Caution solidaire ou assurance loyer impayé

Caution solidaire ou assurance loyer impayé : que choisir en 2026 ?

Vous venez de trouver un locataire et vous vous posez la question : faut-il lui demander une caution solidaire ou souscrire une assurance loyer impayé ? Ce dilemme, presque tous les propriétaires bailleurs y sont confrontés. Les deux solutions protègent contre les impayés, mais leur fonctionnement, leur fiabilité et leur coût sont très différents. Voici tout ce qu’il faut savoir pour faire le bon choix en 2026.

En résumé 

  • La caution solidaire est gratuite pour le propriétaire, mais dépend de la solvabilité d’un tiers, souvent un proche du locataire qui peut lui-même faire défaut.
  • La GLI (garantie loyer impayé) est une assurance payante (2,5 % à 5 % du loyer annuel) qui couvre les impayés, les frais de procédure et parfois les dégradations, sans dépendre d’une tierce personne.
  • Cumuler les deux est interdit par la loi, sauf si votre locataire est étudiant ou apprenti.
  • Pour un propriétaire qui veut une protection fiable et prévisible, la GLI est la solution la plus solide en 2026. La caution solidaire reste pertinente dans des cas précis – on vous explique lesquels.

Qu’est-ce que la caution solidaire pour un locataire ?

La caution solidaire – souvent appelée “garant” dans le langage courant – est une personne physique ou morale qui s’engage par écrit à payer les dettes locatives du locataire si celui-ci ne le fait pas. C’est la garantie la plus ancienne et la plus répandue en France.

Comment fonctionne la caution solidaire ?

Avec une caution solidaire, le propriétaire peut réclamer le paiement directement au garant dès le premier impayé, sans avoir à poursuivre d’abord le locataire. C’est ce qui la distingue de la caution simple, où le bailleur doit d’abord épuiser les recours contre le locataire.

Concrètement : votre locataire ne paie pas son loyer de janvier. Vous envoyez une mise en demeure pour loyer impayé et vous pouvez simultanément contacter le garant par lettre recommandée avec accusé de réception pour exiger le règlement. Pas besoin d’attendre une décision de justice.

L’engagement du garant couvre :

  • Le loyer et les charges
  • Les intérêts de retard éventuels
  • Les frais de remise en état du logement dégradé

Qui peut se porter caution solidaire ?

N’importe quelle personne physique (parent, ami, collègue) ou morale (entreprise, banque, organisme comme Action Logement via la garantie Visale) peut se porter caution, à condition de présenter des justificatifs de ressources suffisants.

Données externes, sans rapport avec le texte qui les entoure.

//! Conversion of standards XML documents into target markup
//!
//!     This crate turns one standards XML document (front matter, body, back
//!     matter, optional sub-parts) into line-oriented target markup made of
//!     independently addressable bits, and keeps a cross-reference store that
//!     maps source ids to the stable addresses it generated, across documents.
//!
//!     It is a pure lib: it powers the `stsconv` binary but never reads env
//!     vars (apart from locating a browser for table rendering), prints or
//!     exits.
//!
//! Architecture
//!
//!     The pipeline is two passes over a partitioned intermediate tree:
//!
//!     source XML ──▶ TreeBuilder ──▶ partitions (JSON) ──▶ MarkupGenerator ──▶ markup
//!                        │                                       │
//!                        └──▶ XrefStore ◀── lookups ─────────────┘
//!
//!     The builder streams the source with quick-xml and hands partitions to a
//!     [`PartitionSink`](tree::PartitionSink) as soon as they close, so the
//!     whole document is never held in memory at once. The generator is itself
//!     a sink; [`convert`] writes the partitions to a tree file first and
//!     replays them, so every id of the document is registered before the
//!     first link is resolved.
//!
//!     The file structure:
//!     .
//!     ├── addressing.rs           # structural paths, counters, anchor ids
//!     ├── tree                    # tag vocabulary, nodes, builder, partition codec
//!     ├── xref                    # store file, advisory lock, href decoding
//!     ├── markup                  # generator, templates, links, tables, masking
//!     ├── render                  # renderer/formula/publisher collaborators and the render queue
//!     ├── registry.rs             # documents known to the converter
//!     ├── report.rs               # non-fatal diagnostics
//!     ├── convert.rs              # the pipeline
//!     └── error.rs
//!
//! Testing
//!
//!     tests
//!     ├── lib.rs
//!     ├── addressing
//!     ├── builder
//!     ├── generator
//!     ├── store
//!     └── fixtures
//!
//!     Rust does not discover tests in subdirectories by default, so
//!     tests/lib.rs mounts them.
//!
//! Addresses
//!
//!     Anchor ids are derived from the structural path only (see
//!     [`addressing`]): `sec_1`, `sec_1-2`, `table-wrap_1_2`. Converting the
//!     same input twice yields the same addresses, which is what makes the
//!     store usable across documents and runs.
//!
//! Failures
//!
//!     Malformed XML, store I/O and lock timeouts abort with a
//!     [`ConvertError`]. Everything else (missing children, unresolved links,
//!     duplicate ids, failed formulas) degrades the output and lands in the
//!     [`Report`] returned next to it.

pub mod addressing;
pub mod convert;
pub mod error;
pub mod markup;
pub mod registry;
pub mod render;
pub mod report;
pub mod tree;
pub mod xref;

mod paths;

pub use convert::{Artifact, ConversionResult, ConversionSpec, Converter, RebuildResult};
pub use error::{ConvertError, FormulaError, StoreError};
pub use markup::{GeneratorSettings, MarkupGenerator};
pub use registry::{DocumentEntry, DocumentRegistry, DocumentVariant};
pub use report::{Category, Diagnostic, Report, Severity};
pub use xref::{LockSettings, XrefEntry, XrefStore};
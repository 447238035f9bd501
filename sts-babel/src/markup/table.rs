//! Flattening of complex tables into standalone HTML fragments.
//!
//! The fragment is built as an `RcDom` and serialised with html5ever, so
//! markup in cell content is always well-formed. Private-use characters are
//! wrapped in a marker span (fonts on the render host rarely cover them) and
//! formulas are converted to text on the spot.

use crate::error::{ConvertError, Result};
use crate::render::{math_fragment, FormulaConverter};
use crate::report::Report;
use crate::tree::{Node, Tag};
use html5ever::{
    ns, serialize, serialize::SerializeOpts, serialize::TraversalScope, Attribute, LocalName,
    QualName,
};
use markup5ever_rcdom::{Handle, Node as DomNode, NodeData, SerializableHandle};
use std::cell::{Cell, RefCell};
use std::rc::Rc;

const PASSTHROUGH_ELEMENTS: &[&str] = &[
    "table", "thead", "tbody", "tfoot", "tr", "th", "td", "col", "colgroup", "caption", "br",
    "hr",
];

const PASSTHROUGH_ATTRIBUTES: &[&str] = &[
    "colspan", "rowspan", "align", "valign", "width", "style", "scope", "border", "frame",
    "rules", "char",
];

/// Flatten a `table-wrap` (or a bare `table`) into an HTML fragment.
pub fn flatten(node: &Node, formulas: &dyn FormulaConverter, report: &mut Report) -> Result<String> {
    let container = create_element("div", vec![("class", "table-wrap")]);
    let mut flattener = Flattener { formulas, report };

    if node.tag == Tag::TableWrap {
        for child in &node.children {
            match child.tag {
                Tag::Label | Tag::Caption => {
                    let caption = create_element("div", vec![("class", "table-caption")]);
                    flattener.children(child, &caption);
                    append(&container, caption);
                }
                Tag::TableWrapFoot => {
                    let foot = create_element("div", vec![("class", "table-foot")]);
                    flattener.children(child, &foot);
                    append(&container, foot);
                }
                Tag::Text => {}
                _ => flattener.node(child, &container),
            }
        }
    } else {
        flattener.node(node, &container);
    }

    serialize_fragment(&container)
}

/// Deterministic image file name for a table.
pub fn image_filename(target_id: &str, table: &Node, extension: &str) -> String {
    let key = if table.anchor_id.is_empty() {
        &table.customer_id
    } else {
        &table.anchor_id
    };
    format!("{}_{}.{}", sanitize(target_id), sanitize(key), extension)
}

fn sanitize(raw: &str) -> String {
    raw.chars()
        .map(|c| {
            if c.is_ascii_alphanumeric() || c == '-' || c == '_' || c == '.' {
                c
            } else {
                '_'
            }
        })
        .collect()
}

struct Flattener<'a> {
    formulas: &'a dyn FormulaConverter,
    report: &'a mut Report,
}

impl Flattener<'_> {
    fn node(&mut self, node: &Node, parent: &Handle) {
        match &node.tag {
            Tag::Text => append_text(parent, &node.text),
            Tag::Math => {
                let span = create_element("span", vec![("class", "formula")]);
                append_text(&span, &self.formula(node));
                append(parent, span);
            }
            Tag::InlineFormula => match node.child(&Tag::Math) {
                Some(math) => self.node(math, parent),
                None => self.children(node, parent),
            },
            Tag::Graphic | Tag::InlineGraphic => {}
            tag => {
                let name = html_name(tag);
                let attributes: Vec<(&str, &str)> = node
                    .attributes
                    .iter()
                    .filter(|(key, _)| PASSTHROUGH_ATTRIBUTES.contains(&key.as_str()))
                    .map(|(key, value)| (key.as_str(), value.as_str()))
                    .collect();
                let element = create_element(name, attributes);
                self.children(node, &element);
                append(parent, element);
            }
        }
    }

    fn children(&mut self, node: &Node, parent: &Handle) {
        for child in &node.children {
            self.node(child, parent);
        }
    }

    fn formula(&mut self, math: &Node) -> String {
        match math_fragment(math).and_then(|xml| self.formulas.convert(&xml)) {
            Ok(text) => text,
            Err(err) => {
                self.report.structural(
                    "formula.conversion-failed",
                    format!("{}: {err}", math.customer_id),
                );
                math.plain_text()
            }
        }
    }
}

fn html_name(tag: &Tag) -> &str {
    match tag {
        Tag::Table => "table",
        Tag::Bold => "b",
        Tag::Italic => "i",
        Tag::Underline => "u",
        Tag::Sup => "sup",
        Tag::Sub => "sub",
        Tag::Monospace => "code",
        Tag::P => "p",
        Tag::List => "ul",
        Tag::ListItem => "li",
        Tag::Title => "strong",
        Tag::Other(name) if PASSTHROUGH_ELEMENTS.contains(&name.as_str()) => name,
        _ => "span",
    }
}

fn is_private_use(c: char) -> bool {
    ('\u{E000}'..='\u{F8FF}').contains(&c)
}

/// Append text, wrapping private-use characters in marker spans.
fn append_text(parent: &Handle, text: &str) {
    let mut run = String::new();
    for c in text.chars() {
        if !is_private_use(c) {
            run.push(c);
            continue;
        }
        if !run.is_empty() {
            append(parent, create_text(&std::mem::take(&mut run)));
        }
        let codepoint = format!("U+{:04X}", c as u32);
        let span = create_element(
            "span",
            vec![("class", "private-use"), ("data-codepoint", codepoint.as_str())],
        );
        append(&span, create_text(&c.to_string()));
        append(parent, span);
    }
    if !run.is_empty() {
        append(parent, create_text(&run));
    }
}

fn append(parent: &Handle, child: Handle) {
    parent.children.borrow_mut().push(child);
}

fn create_element(tag: &str, attrs: Vec<(&str, &str)>) -> Handle {
    let qual_name = QualName::new(None, ns!(html), LocalName::from(tag));
    let attributes = attrs
        .into_iter()
        .map(|(name, value)| Attribute {
            name: QualName::new(None, ns!(), LocalName::from(name)),
            value: value.to_string().into(),
        })
        .collect();

    Rc::new(DomNode {
        parent: Cell::new(None),
        children: RefCell::new(Vec::new()),
        data: NodeData::Element {
            name: qual_name,
            attrs: RefCell::new(attributes),
            template_contents: Default::default(),
            mathml_annotation_xml_integration_point: false,
        },
    })
}

fn create_text(text: &str) -> Handle {
    Rc::new(DomNode {
        parent: Cell::new(None),
        children: RefCell::new(Vec::new()),
        data: NodeData::Text {
            contents: RefCell::new(text.to_string().into()),
        },
    })
}

fn serialize_fragment(root: &Handle) -> Result<String> {
    let mut output = Vec::new();
    let opts = SerializeOpts {
        traversal_scope: TraversalScope::IncludeNode,
        ..Default::default()
    };
    let serializable = SerializableHandle::from(root.clone());
    serialize(&mut output, &serializable, opts)
        .map_err(|e| ConvertError::Render(format!("table serialization failed: {e}")))?;
    String::from_utf8(output)
        .map_err(|e| ConvertError::Render(format!("table serialization produced invalid UTF-8: {e}")))
}
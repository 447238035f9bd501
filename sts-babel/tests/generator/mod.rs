mod links;
mod pipeline;
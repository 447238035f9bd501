//! The fixed element vocabulary.
//!
//! Tags are a closed enum so the generator can dispatch with an exhaustive
//! `match`. Names outside the vocabulary survive as [`Tag::Other`] and fall
//! through to the generic descend handler.

use serde::{Deserialize, Serialize};
use std::fmt;

#[derive(Debug, Clone, PartialEq, Eq, Hash, Serialize, Deserialize)]
#[serde(from = "String", into = "String")]
pub enum Tag {
    // Document root and parts
    Standard,
    Front,
    Body,
    Back,
    SubPart,

    // Section containers
    Sec,
    SecParagraph,
    App,
    AppGroup,
    TermSec,

    // Countable blocks
    TitleWrap,
    TableWrap,
    Fig,
    FigGroup,
    DispFormula,
    RefList,
    Legend,
    List,
    Ref,
    DefList,
    NonNormativeNote,
    NonNormativeExample,
    RevisionNote,
    FnGroup,

    // Content
    Title,
    Label,
    Caption,
    P,
    ListItem,
    DefItem,
    Term,
    Def,
    BoxedText,
    Table,
    TableWrapFoot,
    Graphic,
    InlineGraphic,
    InlineFormula,
    Math,
    MixedCitation,
    Fn,
    Xref,
    ExtLink,
    Std,
    StdDated,
    StdSuperseding,
    StdRef,
    Bold,
    Italic,
    Underline,
    Sup,
    Sub,
    Monospace,

    /// Text fragment materialised by the builder.
    Text,

    /// Anything outside the vocabulary, name preserved.
    Other(String),
}

impl Tag {
    pub fn from_name(name: &str) -> Tag {
        match name {
            "standard" => Tag::Standard,
            "front" => Tag::Front,
            "body" => Tag::Body,
            "back" => Tag::Back,
            "sub-part" => Tag::SubPart,
            "sec" => Tag::Sec,
            "sec-paragraph" => Tag::SecParagraph,
            "app" => Tag::App,
            "app-group" => Tag::AppGroup,
            "term-sec" => Tag::TermSec,
            "title-wrap" => Tag::TitleWrap,
            "table-wrap" => Tag::TableWrap,
            "fig" => Tag::Fig,
            "fig-group" => Tag::FigGroup,
            "disp-formula" => Tag::DispFormula,
            "ref-list" => Tag::RefList,
            "legend" => Tag::Legend,
            "list" => Tag::List,
            "ref" => Tag::Ref,
            "def-list" => Tag::DefList,
            "non-normative-note" => Tag::NonNormativeNote,
            "non-normative-example" => Tag::NonNormativeExample,
            "revision-note" => Tag::RevisionNote,
            "fn-group" => Tag::FnGroup,
            "title" => Tag::Title,
            "label" => Tag::Label,
            "caption" => Tag::Caption,
            "p" => Tag::P,
            "list-item" => Tag::ListItem,
            "def-item" => Tag::DefItem,
            "term" => Tag::Term,
            "def" => Tag::Def,
            "boxed-text" => Tag::BoxedText,
            "table" => Tag::Table,
            "table-wrap-foot" => Tag::TableWrapFoot,
            "graphic" => Tag::Graphic,
            "inline-graphic" => Tag::InlineGraphic,
            "inline-formula" => Tag::InlineFormula,
            "mml:math" | "math" => Tag::Math,
            "mixed-citation" => Tag::MixedCitation,
            "fn" => Tag::Fn,
            "xref" => Tag::Xref,
            "ext-link" => Tag::ExtLink,
            "std" => Tag::Std,
            "std-dated" => Tag::StdDated,
            "std-superseding" => Tag::StdSuperseding,
            "std-ref" => Tag::StdRef,
            "bold" => Tag::Bold,
            "italic" => Tag::Italic,
            "underline" => Tag::Underline,
            "sup" => Tag::Sup,
            "sub" => Tag::Sub,
            "monospace" => Tag::Monospace,
            "#text" => Tag::Text,
            other => Tag::Other(other.to_string()),
        }
    }

    /// Map an element name plus its attributes to a tag, applying the
    /// synthetic remaps that let the generator dispatch on tag alone.
    pub fn from_element<'a, I>(name: &str, attributes: I) -> Tag
    where
        I: IntoIterator<Item = (&'a str, &'a str)>,
    {
        let tag = Tag::from_name(name);
        let remap = |key: &str, value: &str| -> Option<Tag> {
            match (&tag, key, value) {
                (Tag::Sec, "sec-type", "paragraph") => Some(Tag::SecParagraph),
                (Tag::NonNormativeNote, "content-type", "revision-description") => {
                    Some(Tag::RevisionNote)
                }
                (Tag::Std, "type", "dated") => Some(Tag::StdDated),
                (Tag::Std, "type", "supersedes") => Some(Tag::StdSuperseding),
                _ => None,
            }
        };
        for (key, value) in attributes {
            if let Some(remapped) = remap(key, value) {
                return remapped;
            }
        }
        tag
    }

    pub fn as_str(&self) -> &str {
        match self {
            Tag::Standard => "standard",
            Tag::Front => "front",
            Tag::Body => "body",
            Tag::Back => "back",
            Tag::SubPart => "sub-part",
            Tag::Sec => "sec",
            Tag::SecParagraph => "sec-paragraph",
            Tag::App => "app",
            Tag::AppGroup => "app-group",
            Tag::TermSec => "term-sec",
            Tag::TitleWrap => "title-wrap",
            Tag::TableWrap => "table-wrap",
            Tag::Fig => "fig",
            Tag::FigGroup => "fig-group",
            Tag::DispFormula => "disp-formula",
            Tag::RefList => "ref-list",
            Tag::Legend => "legend",
            Tag::List => "list",
            Tag::Ref => "ref",
            Tag::DefList => "def-list",
            Tag::NonNormativeNote => "non-normative-note",
            Tag::NonNormativeExample => "non-normative-example",
            Tag::RevisionNote => "revision-note",
            Tag::FnGroup => "fn-group",
            Tag::Title => "title",
            Tag::Label => "label",
            Tag::Caption => "caption",
            Tag::P => "p",
            Tag::ListItem => "list-item",
            Tag::DefItem => "def-item",
            Tag::Term => "term",
            Tag::Def => "def",
            Tag::BoxedText => "boxed-text",
            Tag::Table => "table",
            Tag::TableWrapFoot => "table-wrap-foot",
            Tag::Graphic => "graphic",
            Tag::InlineGraphic => "inline-graphic",
            Tag::InlineFormula => "inline-formula",
            Tag::Math => "mml:math",
            Tag::MixedCitation => "mixed-citation",
            Tag::Fn => "fn",
            Tag::Xref => "xref",
            Tag::ExtLink => "ext-link",
            Tag::Std => "std",
            Tag::StdDated => "std-dated",
            Tag::StdSuperseding => "std-superseding",
            Tag::StdRef => "std-ref",
            Tag::Bold => "bold",
            Tag::Italic => "italic",
            Tag::Underline => "underline",
            Tag::Sup => "sup",
            Tag::Sub => "sub",
            Tag::Monospace => "monospace",
            Tag::Text => "#text",
            Tag::Other(name) => name,
        }
    }

    /// Top-level document regions.
    pub fn is_document_part(&self) -> bool {
        matches!(self, Tag::Front | Tag::Body | Tag::Back)
    }

    /// Tags that open a new level in the structural path.
    pub fn is_level_defining(&self) -> bool {
        matches!(
            self,
            Tag::Front
                | Tag::Body
                | Tag::Back
                | Tag::SubPart
                | Tag::Sec
                | Tag::SecParagraph
                | Tag::App
                | Tag::AppGroup
                | Tag::TermSec
        )
    }

    /// Tags numbered by a per-type counter within their structural scope.
    pub fn is_countable(&self) -> bool {
        matches!(
            self,
            Tag::TitleWrap
                | Tag::TableWrap
                | Tag::Fig
                | Tag::FigGroup
                | Tag::DispFormula
                | Tag::RefList
                | Tag::Legend
                | Tag::List
                | Tag::Ref
                | Tag::DefList
                | Tag::NonNormativeNote
                | Tag::NonNormativeExample
                | Tag::RevisionNote
                | Tag::FnGroup
        )
    }

    /// Elements whose text and inline children run together, so whitespace
    /// between two children is a word separator.
    pub fn holds_mixed_content(&self) -> bool {
        matches!(
            self,
            Tag::Title
                | Tag::Label
                | Tag::P
                | Tag::Term
                | Tag::MixedCitation
                | Tag::Xref
                | Tag::ExtLink
                | Tag::Std
                | Tag::StdDated
                | Tag::StdSuperseding
                | Tag::StdRef
                | Tag::Bold
                | Tag::Italic
                | Tag::Underline
                | Tag::Sup
                | Tag::Sub
                | Tag::Monospace
        )
    }

    /// Blocks that cannot live inside a contiguous text bit.
    pub fn is_complex_block(&self) -> bool {
        matches!(
            self,
            Tag::Fig | Tag::FigGroup | Tag::TableWrap | Tag::BoxedText | Tag::DispFormula
        )
    }
}

impl fmt::Display for Tag {
    fn fmt(&self, f: &mut fmt::Formatter<'_>) -> fmt::Result {
        f.write_str(self.as_str())
    }
}

impl From<String> for Tag {
    fn from(name: String) -> Self {
        Tag::from_name(&name)
    }
}

impl From<Tag> for String {
    fn from(tag: Tag) -> Self {
        tag.as_str().to_string()
    }
}
fn build_cli() -> Command {
    Command::new("stsconv")
        .version(env!("CARGO_PKG_VERSION"))
        .about("Convert standards XML documents into target markup")
        .long_about(
            "stsconv converts standards XML documents into line-oriented target markup\n\
            and maintains the cross-reference store shared by all conversions.\n\n\
            Commands:\n  \
            - convert: build the intermediate tree, then generate markup\n  \
            - tree:    build and keep the intermediate tree only\n  \
            - render:  generate markup from a kept tree\n  \
            - xref:    inspect or repair the cross-reference store\n\n\
            Configuration Overrides:\n  \
            Use --extra-<section>.<key> [value] to override a configuration key.\n  \
            Boolean keys can omit the value (defaults to 'true').\n\n\
            Examples:\n  \
            stsconv convert ISO-1000 iso-1000.xml                 # Markup to stdout\n  \
            stsconv convert ISO-1000 iso-1000.xml -o out.txt      # Markup to a file\n  \
            stsconv xref list --document ISO-1000                 # Store entries of one document\n  \
            stsconv convert ISO-1000 iso-1000.xml --extra-render.enabled",
        )
        .arg_required_else_help(true)
        .subcommand_required(false)
        .arg(
            Arg::new("list-documents")
                .long("list-documents")
                .help("List the documents of the registry")
                .action(ArgAction::SetTrue)
                .global(true),
        )
        .arg(
            Arg::new("config")
                .long("config")
                .value_name("PATH")
                .help("Path to an sts.toml configuration file")
                .value_hint(ValueHint::FilePath)
                .global(true),
        )
        .arg(
            Arg::new("log-level")
                .long("log-level")
                .value_name("FILTER")
                .help("Log filter, e.g. 'debug' or 'sts_babel=debug' (overrides logging.level)")
                .global(true),
        )
        .subcommand(
            Command::new("convert")
                .about("Convert a document into target markup")
                .long_about(
                    "Convert one registered document.\n\n\
                    The source is first streamed into an intermediate tree while every\n\
                    source id is registered in the cross-reference store. The tree is\n\
                    then replayed into the markup generator, so links to targets later\n\
                    in the document resolve. Queued tables and graphics are rendered\n\
                    when render.enabled is set, and listed as pending otherwise.\n\n\
                    Examples:\n  \
                    stsconv convert ISO-1000 iso-1000.xml -o iso-1000.txt\n  \
                    stsconv convert ISO-1000 iso-1000.xml --tree-dump work/iso-1000.json",
                )
                .arg(document_arg())
                .arg(
                    Arg::new("source")
                        .help("Source XML file")
                        .required(true)
                        .index(2)
                        .value_hint(ValueHint::FilePath),
                )
                .arg(output_arg())
                .arg(
                    Arg::new("tree-dump")
                        .long("tree-dump")
                        .value_name("PATH")
                        .help("Keep the intermediate tree at this path")
                        .value_hint(ValueHint::FilePath),
                )
                .arg(resource_dir_arg())
                .arg(report_arg()),
        )
        .subcommand(
            Command::new("tree")
                .about("Build the intermediate tree of a document without generating markup")
                .arg(document_arg())
                .arg(
                    Arg::new("source")
                        .help("Source XML file")
                        .required(true)
                        .index(2)
                        .value_hint(ValueHint::FilePath),
                )
                .arg(
                    Arg::new("tree")
                        .help("Where to write the tree")
                        .required(true)
                        .index(3)
                        .value_hint(ValueHint::FilePath),
                )
                .arg(resource_dir_arg()),
        )
        .subcommand(
            Command::new("render")
                .about("Generate markup from an intermediate tree")
                .arg(document_arg())
                .arg(
                    Arg::new("tree")
                        .help("Tree written by 'convert --tree-dump' or 'tree'")
                        .required(true)
                        .index(2)
                        .value_hint(ValueHint::FilePath),
                )
                .arg(output_arg())
                .arg(report_arg()),
        )
        .subcommand(
            Command::new("xref")
                .about("Inspect or repair the cross-reference store")
                .subcommand_required(true)
                .arg_required_else_help(true)
                .subcommand(
                    Command::new("get")
                        .about("Show the entry of a source id")
                        .arg(Arg::new("id").help("Source id").required(true).index(1)),
                )
                .subcommand(
                    Command::new("list").about("List store entries").arg(
                        Arg::new("document")
                            .long("document")
                            .value_name("ID")
                            .help("Only entries registered by this document"),
                    ),
                )
                .subcommand(
                    Command::new("delete")
                        .about("Delete the entry of a source id")
                        .arg(Arg::new("id").help("Source id").required(true).index(1)),
                )
                .subcommand(
                    Command::new("rebuild")
                        .about("Replace a document's entries by re-reading its source")
                        .arg(document_arg())
                        .arg(
                            Arg::new("source")
                                .help("Source XML file")
                                .required(true)
                                .index(2)
                                .value_hint(ValueHint::FilePath),
                        ),
                ),
        )
}
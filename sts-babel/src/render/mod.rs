//! External collaborators: table rendering, formula conversion, asset
//! publishing.
//!
//! The generator never talks to these directly while walking the tree except
//! for formulas, which convert synchronously. Tables and graphics become
//! [`RenderRequest`]s queued during the walk; [`run_queue`] executes them one
//! at a time once the walk is complete and before the output is finalised.

#[cfg(feature = "native-export")]
pub mod chrome;
pub mod formula;
pub mod publisher;

#[cfg(feature = "native-export")]
pub use chrome::ChromeImageRenderer;
#[cfg(feature = "native-export")]
pub use formula::CommandFormulaConverter;
pub use formula::{math_fragment, MathTextConverter};
pub use publisher::DirectoryPublisher;

use crate::error::{FormulaError, Result};
use crate::report::Report;
use serde::Serialize;
use std::path::{Path, PathBuf};

/// Turns a flattened HTML fragment into an image file.
pub trait ImageRenderer {
    /// Render `html` and return the local path of the produced image, whose
    /// file name is `target_filename`.
    fn render(&self, html: &str, target_filename: &str) -> Result<PathBuf>;
}

/// Converts a MathML fragment into inline target markup.
pub trait FormulaConverter {
    fn convert(&self, mathml: &str) -> std::result::Result<String, FormulaError>;
}

/// Makes a local file publicly reachable and returns its URL.
pub trait AssetPublisher {
    fn publish(&self, local: &Path, public_name: &str) -> Result<String>;
}

/// Deferred work recorded by the generator.
#[derive(Debug, Clone, PartialEq, Eq, Serialize)]
#[serde(tag = "kind", rename_all = "lowercase")]
pub enum RenderRequest {
    /// A complex table flattened to HTML, to be rendered to an image.
    Table {
        html: String,
        filename: String,
        url: String,
    },
    /// A source graphic that only needs publishing.
    Graphic {
        source: PathBuf,
        filename: String,
        url: String,
    },
}

impl RenderRequest {
    pub fn filename(&self) -> &str {
        match self {
            RenderRequest::Table { filename, .. } | RenderRequest::Graphic { filename, .. } => {
                filename
            }
        }
    }

    /// URL already embedded in the markup for this asset.
    pub fn url(&self) -> &str {
        match self {
            RenderRequest::Table { url, .. } | RenderRequest::Graphic { url, .. } => url,
        }
    }
}

#[derive(Debug, Clone, PartialEq, Eq, Serialize)]
pub struct PublishedAsset {
    pub filename: String,
    pub url: String,
}

/// Execute queued requests strictly in order.
///
/// Render failures are fatal: the markup already references every asset.
/// A missing source graphic is reported and skipped.
pub fn run_queue(
    requests: &[RenderRequest],
    renderer: &dyn ImageRenderer,
    publisher: &dyn AssetPublisher,
    report: &mut Report,
) -> Result<Vec<PublishedAsset>> {
    let mut published = Vec::with_capacity(requests.len());
    for request in requests {
        let local = match request {
            RenderRequest::Table { html, filename, .. } => renderer.render(html, filename)?,
            RenderRequest::Graphic { source, .. } => {
                if !source.exists() {
                    report.structural("graphic.missing-file", source.display().to_string());
                    continue;
                }
                source.clone()
            }
        };
        let url = publisher.publish(&local, request.filename())?;
        if url != request.url() {
            report.structural(
                "asset.url-mismatch",
                format!("{}: expected {}, published {}", request.filename(), request.url(), url),
            );
        }
        tracing::debug!(filename = request.filename(), %url, "asset published");
        published.push(PublishedAsset {
            filename: request.filename().to_string(),
            url,
        });
    }
    Ok(published)
}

Le propriétaire peut exiger :

  • Une pièce d’identité en cours de validité
  • Un justificatif de domicile de moins de 3 mois
  • Les 3 derniers bulletins de salaire ou les 2 derniers bilans comptables
  • Le dernier avis d’imposition

Il n’existe pas de ratio légal imposé, mais la pratique courante est d’exiger que les revenus du garant représentent au moins 3 fois le montant du loyer charges comprises.

Les limites légales de la caution solidaire

C’est là que ça se complique. L’article 22-1 de la loi du 6 juillet 1989, modifié par la loi ALUR de 2014, encadre strictement la caution solidaire.

Les mentions obligatoires de l’acte de cautionnement :

  • Identité du bailleur, du locataire et de la caution
  • Adresse du logement loué
  • Montant du loyer et des charges en chiffres et en lettres, avec les conditions de révision
  • Durée de l’engagement (ou mention du droit de résiliation si durée indéterminée)
  • Reproduction de l’avant-dernier alinéa de l’article 22-1 de la loi du 6 juillet 1989
  • Mention de l’article 2297 du Code civil sur le bénéfice de discussion et de division

Attention : le non-respect de ces mentions entraîne la nullité de l’acte de cautionnement. Un simple “bon pour caution solidaire” ne suffit pas.

Autres limites importantes :

  • Si la durée de l’engagement est indéterminée, le garant peut résilier à tout moment par LRAR – la résiliation ne prend effet qu’au terme du bail en cours
  • En colocation, l’acte doit nommer précisément le colocataire garanti
  • En cas de décès du garant, l’engagement se transmet aux héritiers pour les dettes déjà constituées, mais pas pour les futures

Qu’est-ce que la garantie loyer impayé (GLI) ?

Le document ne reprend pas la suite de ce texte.